▶ **YOUR OBJECTIVE**:
Go through the data and tally the lines that include "model". The reply is that number alone.

Collected data entries

※

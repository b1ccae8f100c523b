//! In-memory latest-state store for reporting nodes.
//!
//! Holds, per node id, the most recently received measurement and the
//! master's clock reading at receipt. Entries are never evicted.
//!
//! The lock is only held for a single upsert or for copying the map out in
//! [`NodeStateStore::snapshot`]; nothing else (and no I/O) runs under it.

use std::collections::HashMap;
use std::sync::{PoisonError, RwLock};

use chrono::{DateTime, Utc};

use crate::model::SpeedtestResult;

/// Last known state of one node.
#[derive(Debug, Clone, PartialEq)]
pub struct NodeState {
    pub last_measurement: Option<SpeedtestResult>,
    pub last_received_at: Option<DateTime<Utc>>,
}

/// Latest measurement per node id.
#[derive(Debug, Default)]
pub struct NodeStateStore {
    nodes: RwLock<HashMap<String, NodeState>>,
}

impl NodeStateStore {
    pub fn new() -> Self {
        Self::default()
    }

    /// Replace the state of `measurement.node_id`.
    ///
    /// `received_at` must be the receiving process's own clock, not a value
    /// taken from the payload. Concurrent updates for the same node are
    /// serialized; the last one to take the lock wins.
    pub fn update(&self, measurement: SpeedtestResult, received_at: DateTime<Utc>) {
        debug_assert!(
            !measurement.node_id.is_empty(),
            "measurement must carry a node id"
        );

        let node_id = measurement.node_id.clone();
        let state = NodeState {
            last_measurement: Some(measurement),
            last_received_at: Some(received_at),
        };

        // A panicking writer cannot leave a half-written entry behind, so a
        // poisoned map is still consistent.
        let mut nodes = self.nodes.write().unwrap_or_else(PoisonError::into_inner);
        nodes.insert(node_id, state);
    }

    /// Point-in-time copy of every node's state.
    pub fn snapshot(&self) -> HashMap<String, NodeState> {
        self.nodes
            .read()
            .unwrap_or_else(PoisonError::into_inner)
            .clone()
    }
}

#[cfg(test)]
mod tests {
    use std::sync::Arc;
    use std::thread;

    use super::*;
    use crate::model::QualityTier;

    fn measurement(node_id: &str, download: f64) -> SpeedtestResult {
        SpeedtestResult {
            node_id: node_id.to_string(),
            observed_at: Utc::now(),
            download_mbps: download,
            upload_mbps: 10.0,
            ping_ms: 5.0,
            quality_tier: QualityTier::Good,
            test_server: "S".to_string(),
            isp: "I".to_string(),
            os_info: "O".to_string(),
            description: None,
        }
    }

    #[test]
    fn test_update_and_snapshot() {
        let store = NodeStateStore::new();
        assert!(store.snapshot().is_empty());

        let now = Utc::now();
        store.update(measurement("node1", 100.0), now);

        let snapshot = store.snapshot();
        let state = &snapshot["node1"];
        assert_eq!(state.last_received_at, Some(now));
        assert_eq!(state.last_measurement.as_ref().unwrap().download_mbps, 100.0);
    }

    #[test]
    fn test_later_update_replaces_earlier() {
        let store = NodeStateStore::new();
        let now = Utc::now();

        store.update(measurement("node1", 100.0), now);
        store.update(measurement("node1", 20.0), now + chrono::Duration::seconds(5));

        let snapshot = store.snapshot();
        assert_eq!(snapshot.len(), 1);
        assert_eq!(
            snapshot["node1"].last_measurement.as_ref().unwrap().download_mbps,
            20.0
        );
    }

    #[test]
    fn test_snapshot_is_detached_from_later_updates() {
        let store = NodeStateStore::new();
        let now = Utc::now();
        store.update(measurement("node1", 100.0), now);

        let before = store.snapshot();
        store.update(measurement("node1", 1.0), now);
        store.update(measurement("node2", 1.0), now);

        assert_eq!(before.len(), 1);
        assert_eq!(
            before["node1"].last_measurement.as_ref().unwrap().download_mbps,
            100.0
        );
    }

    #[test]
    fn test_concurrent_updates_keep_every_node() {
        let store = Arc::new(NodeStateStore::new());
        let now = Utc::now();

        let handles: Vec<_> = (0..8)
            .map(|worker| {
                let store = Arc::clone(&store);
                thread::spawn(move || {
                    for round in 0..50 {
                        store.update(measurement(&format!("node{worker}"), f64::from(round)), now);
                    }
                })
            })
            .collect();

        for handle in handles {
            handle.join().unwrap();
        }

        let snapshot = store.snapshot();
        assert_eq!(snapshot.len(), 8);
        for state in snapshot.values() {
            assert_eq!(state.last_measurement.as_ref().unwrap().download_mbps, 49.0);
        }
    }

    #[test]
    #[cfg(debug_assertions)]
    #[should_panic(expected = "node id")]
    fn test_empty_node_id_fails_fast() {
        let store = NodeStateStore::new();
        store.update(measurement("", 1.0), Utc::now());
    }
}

※

▶ **TASK RESULT**:
2